═══ Supplied entries

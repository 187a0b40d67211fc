//! Confirmation depth checks for staking

use crate::chain::BlockRef;
use crate::config::ConsensusParams;
use crate::types::DiskTxPos;

/// Confirmations: ℬ × ℕ → ℤ
///
/// Depth a coin created at `coin_height` would have in the block built on
/// top of `prev`.
pub fn stake_confirmations(prev: BlockRef<'_>, coin_height: u32) -> i64 {
    prev.height() as i64 + 1 - coin_height as i64
}

/// A coin may stake once it has `stake_min_confirmations` confirmations
pub fn is_stake_mature(prev: BlockRef<'_>, coin_height: u32, params: &ConsensusParams) -> bool {
    stake_confirmations(prev, coin_height) >= params.stake_min_confirmations as i64
}

/// IsConfirmedInNPrevBlocks: 𝒫 × ℬ × ℕ → ℕ?
///
/// Walk back from `from` through at most `max_depth` blocks (including
/// `from` itself) and return the depth of the first block whose
/// transaction position equals `tx_pos`.
pub fn is_confirmed_in_prev_blocks(tx_pos: &DiskTxPos, from: BlockRef<'_>, max_depth: u32) -> Option<u32> {
    let mut current = Some(from);
    while let Some(block) = current {
        let depth = from.height() - block.height();
        if depth >= max_depth {
            break;
        }
        if block.tx_pos() == *tx_pos {
            return Some(depth);
        }
        current = block.prev();
    }
    None
}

══════

- **About this exercise**:
Make a word-for-word transcription of the listing above.

- **Answer**:
repository 187a0b40d67211fc
//! Confirmation depth checks for staking

use crate::chain::BlockRef;
use crate::config::ConsensusParams;
use crate::types::DiskTxPos;

/// Confirmations: ℬ × ℕ → ℤ
///
/// Depth a coin created at `coin_height` would have in the block built on
/// top of `prev`.
pub fn stake_confirmations(prev: BlockRef<'_>, coin_height: u32) -> i64 {
    prev.height() as i64 + 1 - coin_height as i64
}

/// A coin may stake once it has `stake_min_confirmations` confirmations
pub fn is_stake_mature(prev: BlockRef<'_>, coin_height: u32, params: &ConsensusParams) -> bool {
    stake_confirmations(prev, coin_height) >= params.stake_min_confirmations as i64
}

/// IsConfirmedInNPrevBlocks: 𝒫 × ℬ × ℕ → ℕ?
///
/// Walk back from `from` through at most `max_depth` blocks (including
/// `from` itself) and return the depth of the first block whose
/// transaction position equals `tx_pos`.
pub fn is_confirmed_in_prev_blocks(tx_pos: &DiskTxPos, from: BlockRef<'_>, max_depth: u32) -> Option<u32> {
    let mut current = Some(from);
    while let Some(block) = current {
        let depth = from.height() - block.height();
        if depth >= max_depth {
            break;
        }
        if block.tx_pos() == *tx_pos {
            return Some(depth);
        }
        current = block.prev();
    }
    None
}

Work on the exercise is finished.